I came across this proof on p.86 of Elementary Linear Algebra by Howard Anton regarding the subject line.
$kA$ is invertible for any non-zero scalar $k$ and $(kA)^{-1} = k^{-1}A^{-1}$.
$(kA)(k^{-1}A^{-1})=k^{-1}(kA)A^{-1}=(k^{-1}k)AA^{-1}=(1)I =I$ similarly $(k^{-1}A^{-1})=(kA)=I$. Thus $kA$ is invertible and $(kA^{-1}) = k^{-1}A^{-1}$.
I am confused of the part right after "similarly". Shouldn't $(k^{-1}A^{-1}) = (kA)^{-1}$? That is what it says at the end of the first line.

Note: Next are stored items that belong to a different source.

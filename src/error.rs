//! Library error types for the grid engine's internal seams.
//!
//! These are the typed errors a caller can match on; the driver binary
//! wraps them in `anyhow::Context` at each call site instead of matching.

use thiserror::Error;

/// Errors the Exchange Adapter surface can report back into the engine.
#[derive(Debug, Error, Clone)]
pub enum AdapterError {
    #[error("order price rejected by exchange: {0}")]
    InvalidPrice(String),

    #[error("order would exceed the exchange's max order count")]
    ExceedOrderLimit,

    #[error("known/recoverable exchange error: {0}")]
    Known(String),

    #[error("unknown exchange error: {0}")]
    Unknown(String),
}

/// Errors from infeasible grid parameter sizing.
#[derive(Debug, Error, Clone, PartialEq, Eq)]
pub enum ParameterError {
    #[error("support price {support} must be strictly below init_price {init_price}")]
    SupportNotBelowInitPrice { support: String, init_price: String },

    #[error("grid_num must be a positive even number, got {0}")]
    InvalidGridNum(u32),

    #[error("price_interval must be positive, got {0}")]
    NonPositiveInterval(String),

    #[error("init_base and init_quote must both be non-negative")]
    NegativeAllocation,
}

/// Errors surfaced by the OrderManager for programmer-level misuse.
///
/// Most invariant violations described in the spec (capacity overrun,
/// duplicate grid price) are logged and the engine proceeds; these
/// variants are reserved for lookups that should never fail given correct
/// call sequencing.
#[derive(Debug, Error, Clone)]
pub enum OrderManagerError {
    #[error("no order registered with id {0}")]
    UnknownOrderId(String),

    #[error("order {0} is not in a state that allows this transition")]
    InvalidTransition(String),
}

Obviously you certainly do not have $k^{-1}A^{-1} = kA$, take for example $A=I$ which would mean that basically $k^{-1}=k$ for any non-zero $k$.

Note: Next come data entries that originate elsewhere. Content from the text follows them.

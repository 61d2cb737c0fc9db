//! `OrderStack`: the per-side ordered collection of grid positions.
//!
//! Grounded on `original_source/grid_trade/orders.py`'s `OrderStack` for
//! the grid-snapping and refill formulas, and on the teacher's
//! `trading/grid_level.rs` for the lifecycle-method style (one thin
//! method per transition, warnings on invalid calls) — minus the
//! `Arc<RwLock<_>>` wrapping, since the core here is single-threaded
//! (SPEC_FULL.md §5).

use rust_decimal::prelude::ToPrimitive;
use rust_decimal::Decimal;

use crate::model::order::{Order, OrderId, OrderSide, OrderStatus};
use crate::precision::Precision;

/// Which way along the grid a refill extends.
#[derive(Debug, Clone, Copy, PartialEq, Eq)]
pub enum Direction {
    /// Toward the center (init_price).
    Inner,
    /// Away from the center.
    Outer,
}

/// Which orders a best/worst/count query considers.
#[derive(Debug, Clone, Copy, PartialEq, Eq)]
pub enum OrderFilter {
    All,
    Active,
}

pub struct OrderStack {
    side: OrderSide,
    pair: String,
    price_interval: Decimal,
    init_price: Option<Decimal>,
    next_id: OrderId,
    orders: Vec<Order>,
}

impl OrderStack {
    pub fn new(side: OrderSide, pair: impl Into<String>, price_interval: Decimal) -> Self {
        Self {
            side,
            pair: pair.into(),
            price_interval,
            init_price: None,
            next_id: 1,
            orders: Vec::new(),
        }
    }

    pub fn side(&self) -> OrderSide {
        self.side
    }

    /// Rebase local id allocation so two stacks sharing one OrderManager
    /// never hand out the same `OrderId` (needed for the manager's shared
    /// id→side lookup map, SPEC_FULL.md §3/§9).
    pub(crate) fn set_id_range_start(&mut self, start: OrderId) {
        self.next_id = start;
    }

    pub fn orders(&self) -> &[Order] {
        &self.orders
    }

    pub fn expected_size(&self) -> usize {
        self.orders
            .iter()
            .filter(|o| o.status.is_expected())
            .count()
    }

    fn alloc_id(&mut self) -> OrderId {
        let id = self.next_id;
        self.next_id += 1;
        id
    }

    /// +1 moves away from the center for this side, -1 moves toward it.
    fn outward_sign(&self) -> i64 {
        match self.side {
            OrderSide::Buy => -1,
            OrderSide::Sell => 1,
        }
    }

    fn direction_sign(&self, direction: Direction) -> i64 {
        match direction {
            Direction::Outer => self.outward_sign(),
            Direction::Inner => -self.outward_sign(),
        }
    }

    fn price_of_k(&self, k: i64) -> Decimal {
        self.init_price.expect("stack not initialised") + Decimal::from(k) * self.price_interval
    }

    fn k_of(&self, price: Decimal) -> i64 {
        let init = self.init_price.expect("stack not initialised");
        ((price - init) / self.price_interval)
            .round()
            .to_i64()
            .unwrap_or(0)
    }

    fn snap_k(&self, origin: Decimal, sign: i64) -> i64 {
        let init = self.init_price.expect("stack not initialised");
        let ratio = (origin - init) / self.price_interval;
        let snapped = if sign > 0 { ratio.ceil() } else { ratio.floor() };
        snapped.to_i64().unwrap_or(0)
    }

    /// Lazy grid sequence: snap `origin` to the nearest grid price in
    /// `direction`, then step by `price_interval` for `count` positions
    /// starting at offset `start`.
    pub fn get_price_grid(
        &self,
        origin: Decimal,
        direction: Direction,
        start: i64,
        count: u32,
    ) -> Vec<Decimal> {
        let sign = self.direction_sign(direction);
        let base_k = self.snap_k(origin, sign);
        (0..count as i64)
            .map(|i| self.price_of_k(base_k + sign * (start + i)))
            .collect()
    }

    fn resort(&mut self) {
        match self.side {
            OrderSide::Buy => self
                .orders
                .sort_by(|a, b| b.price.cmp(&a.price)),
            OrderSide::Sell => self
                .orders
                .sort_by(|a, b| a.price.cmp(&b.price)),
        }
    }

    pub fn best_order(&self, filter: OrderFilter) -> Option<&Order> {
        self.orders.iter().find(|o| Self::matches(o, filter))
    }

    pub fn worst_order(&self, filter: OrderFilter) -> Option<&Order> {
        self.orders.iter().rev().find(|o| Self::matches(o, filter))
    }

    fn matches(order: &Order, filter: OrderFilter) -> bool {
        match filter {
            OrderFilter::All => true,
            OrderFilter::Active => order.status.is_expected(),
        }
    }

    fn has_active_price(&self, price: Decimal) -> bool {
        self.orders
            .iter()
            .any(|o| o.status.is_expected() && o.price == price)
    }

    fn push_new(&mut self, price: Decimal, amount: Decimal, precision: &Precision) {
        if self.has_active_price(price) {
            log::warn!(
                "{} stack skipping duplicate grid price {} on refill",
                self.side,
                price
            );
            return;
        }
        let id = self.alloc_id();
        let order = Order::new_to_create(id, self.pair.clone(), self.side, price, amount, precision);
        self.orders.push(order);
        self.resort();
    }

    /// Populate the stack with `active_limit` orders on the grid, in the
    /// outer direction, never at `init_price` itself.
    pub fn prepare_init(
        &mut self,
        init_price: Decimal,
        active_limit: u32,
        unit_amount: Decimal,
        precision: &Precision,
    ) {
        self.init_price = Some(init_price);
        let prices = self.get_price_grid(init_price, Direction::Outer, 1, active_limit);
        for price in prices {
            self.push_new(price, unit_amount, precision);
        }
    }

    /// Grow the stack by `count` orders, extending from the current best
    /// (`Inner`) or worst (`Outer`) *active* order; falls back to the
    /// best/worst of all orders if none are active.
    pub fn refill_orders(
        &mut self,
        count: u32,
        direction: Direction,
        unit_amount: Decimal,
        precision: &Precision,
    ) {
        if count == 0 {
            return;
        }
        let base_price = match direction {
            Direction::Outer => self
                .worst_order(OrderFilter::Active)
                .or_else(|| self.worst_order(OrderFilter::All))
                .map(|o| o.price),
            Direction::Inner => self
                .best_order(OrderFilter::Active)
                .or_else(|| self.best_order(OrderFilter::All))
                .map(|o| o.price),
        };
        let origin = base_price.unwrap_or_else(|| self.init_price.unwrap_or(Decimal::ZERO));
        let prices = self.get_price_grid(origin, direction, 1, count);
        for price in prices {
            self.push_new(price, unit_amount, precision);
        }
    }

    /// For each traded order handed in (must be `OnTraded` or `Traded`),
    /// add one order at its opposite price on *this* (the opposite) side.
    /// Returns the count actually added.
    pub fn refill_stack_by_pairing(
        &mut self,
        traded_orders: &[Order],
        unit_amount: Decimal,
        precision: &Precision,
    ) -> usize {
        let mut added = 0;
        for traded in traded_orders {
            if !matches!(traded.status, OrderStatus::OnTraded | OrderStatus::Traded) {
                log::warn!(
                    "pairing ignored order {} not in OnTraded/Traded (status {})",
                    traded.id,
                    traded.status
                );
                continue;
            }
            let opposite_price = traded.opposite_price(self.price_interval);
            if self.has_active_price(opposite_price) {
                log::warn!(
                    "{} stack skipping duplicate grid price {} on pairing",
                    self.side,
                    opposite_price
                );
                continue;
            }
            self.push_new(opposite_price, unit_amount, precision);
            added += 1;
        }
        added
    }

    /// Mark the outermost `count` orders for cancellation.
    pub fn shrink_outer(&mut self, count: u32) {
        for _ in 0..count {
            let idx = self
                .orders
                .iter()
                .enumerate()
                .rev()
                .find(|(_, o)| o.status == OrderStatus::Created)
                .map(|(i, _)| i);
            match idx {
                Some(i) => self.orders[i].mark_to_cancel(),
                None => {
                    log::warn!("{} stack has no more active orders to shrink", self.side);
                    break;
                }
            }
        }
    }

    pub fn order_create_ok(
        &mut self,
        id: OrderId,
        exchange_order_id: String,
        ordered_at: chrono::DateTime<chrono::Utc>,
    ) {
        if let Some(o) = self.find_mut(id) {
            o.mark_created(exchange_order_id, ordered_at);
        }
    }

    pub fn order_create_fail(&mut self, id: OrderId) {
        if let Some(o) = self.find_mut(id) {
            o.force_cancel();
        }
        self.remove_terminal();
    }

    pub fn order_cancel_ok(&mut self, id: OrderId) {
        if let Some(o) = self.find_mut(id) {
            if let Err(e) = o.mark_cancel_ok() {
                log::warn!("{e}");
            }
        }
        self.remove_terminal();
    }

    pub fn mark_order_on_traded(
        &mut self,
        id: OrderId,
        executed_at: chrono::DateTime<chrono::Utc>,
        average_price: Option<Decimal>,
    ) {
        if let Some(o) = self.find_mut(id) {
            o.mark_on_traded(executed_at, average_price);
        }
    }

    /// Every order currently `OnTraded` transitions to `Traded` and is
    /// removed. Returns the orders that were committed, in their
    /// pre-removal (`OnTraded`) form, for counter bookkeeping.
    pub fn orders_traded(&mut self) -> Vec<Order> {
        let committed: Vec<Order> = self
            .orders
            .iter()
            .filter(|o| o.status == OrderStatus::OnTraded)
            .cloned()
            .collect();
        for o in self.orders.iter_mut() {
            if o.status == OrderStatus::OnTraded {
                o.mark_traded();
            }
        }
        self.remove_terminal();
        committed
    }

    pub fn order_force_cancelled(&mut self, id: OrderId) {
        if let Some(o) = self.find_mut(id) {
            o.force_cancel();
        }
        self.remove_terminal();
    }

    pub fn cancel_all(&mut self) {
        for o in self.orders.iter_mut() {
            o.force_cancel();
        }
        self.orders.clear();
    }

    fn remove_terminal(&mut self) {
        self.orders.retain(|o| !o.status.is_terminal());
    }

    pub fn find(&self, id: OrderId) -> Option<&Order> {
        self.orders.iter().find(|o| o.id == id)
    }

    fn find_mut(&mut self, id: OrderId) -> Option<&mut Order> {
        self.orders.iter_mut().find(|o| o.id == id)
    }

    /// Every order whose `(price - init_price)` is an integer multiple of
    /// `price_interval` within tolerance, per SPEC_FULL.md §8 invariant 2.
    #[cfg(test)]
    pub(crate) fn all_on_grid(&self, tolerance: Decimal) -> bool {
        self.orders.iter().all(|o| {
            let k = self.k_of(o.price);
            (self.price_of_k(k) - o.price).abs() <= tolerance
        })
    }
}

#[cfg(test)]
mod tests {
    use super::*;
    use rust_decimal_macros::dec;

    fn precision() -> Precision {
        Precision::new(4, 6)
    }

    #[test]
    fn prepare_init_lays_out_buy_stack_descending() {
        let mut stack = OrderStack::new(OrderSide::Buy, "btc_jpy", dec!(10));
        stack.prepare_init(dec!(100), 2, dec!(2), &precision());
        let prices: Vec<Decimal> = stack.orders().iter().map(|o| o.price).collect();
        assert_eq!(prices, vec![dec!(90), dec!(80)]);
    }

    #[test]
    fn prepare_init_lays_out_sell_stack_ascending() {
        let mut stack = OrderStack::new(OrderSide::Sell, "btc_jpy", dec!(10));
        stack.prepare_init(dec!(100), 2, dec!(2), &precision());
        let prices: Vec<Decimal> = stack.orders().iter().map(|o| o.price).collect();
        assert_eq!(prices, vec![dec!(110), dec!(120)]);
    }

    #[test]
    fn refill_orders_outer_extends_past_worst() {
        let mut stack = OrderStack::new(OrderSide::Sell, "btc_jpy", dec!(10));
        stack.prepare_init(dec!(100), 2, dec!(2), &precision());
        stack.refill_orders(1, Direction::Outer, dec!(2), &precision());
        let prices: Vec<Decimal> = stack.orders().iter().map(|o| o.price).collect();
        assert_eq!(prices, vec![dec!(110), dec!(120), dec!(130)]);
    }

    #[test]
    fn refill_stack_by_pairing_adds_opposite_side_order() {
        let mut sell = OrderStack::new(OrderSide::Sell, "btc_jpy", dec!(10));
        sell.prepare_init(dec!(100), 2, dec!(2), &precision());

        let mut filled_buy =
            Order::new_to_create(99, "btc_jpy", OrderSide::Buy, dec!(90), dec!(2), &precision());
        filled_buy.mark_created("ex".into(), chrono::Utc::now());
        filled_buy.mark_on_traded(chrono::Utc::now(), Some(dec!(90)));

        let added = sell.refill_stack_by_pairing(&[filled_buy], dec!(2), &precision());
        assert_eq!(added, 1);
        let prices: Vec<Decimal> = sell.orders().iter().map(|o| o.price).collect();
        assert_eq!(prices, vec![dec!(100), dec!(110), dec!(120)]);
    }

    #[test]
    fn shrink_outer_marks_worst_orders_to_cancel() {
        let mut stack = OrderStack::new(OrderSide::Buy, "btc_jpy", dec!(10));
        stack.prepare_init(dec!(100), 2, dec!(2), &precision());
        for o in stack.orders.iter_mut() {
            o.mark_created(format!("ex-{}", o.id), chrono::Utc::now());
        }
        stack.shrink_outer(1);
        let worst = stack.worst_order(OrderFilter::All).unwrap();
        assert_eq!(worst.status, OrderStatus::ToCancel);
    }

    #[test]
    fn grid_alignment_holds_after_mutation() {
        let mut stack = OrderStack::new(OrderSide::Buy, "btc_jpy", dec!(10));
        stack.prepare_init(dec!(100), 2, dec!(2), &precision());
        stack.refill_orders(1, Direction::Outer, dec!(2), &precision());
        assert!(stack.all_on_grid(dec!(0.0001)));
    }
}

The parenthesis around $kA$ doesn't make sense unless you actually invert it. Unfortunately there's a parenthesis around $k^{-1}A^{-1}$ which doesn't make sense either.
What it probably should read is that $(k^{-1})A^{-1})(kA) = I$ that way the parenthesis make some sense (although multiplication is associative). Also it is similar to the first equality.
Note that it would be erroneous to write $(kA)^{-1}$ before you actually established that it is invertible, that is, $k^{-1}A^{-1}$ is the inverse (which is done with the two parts of the proof).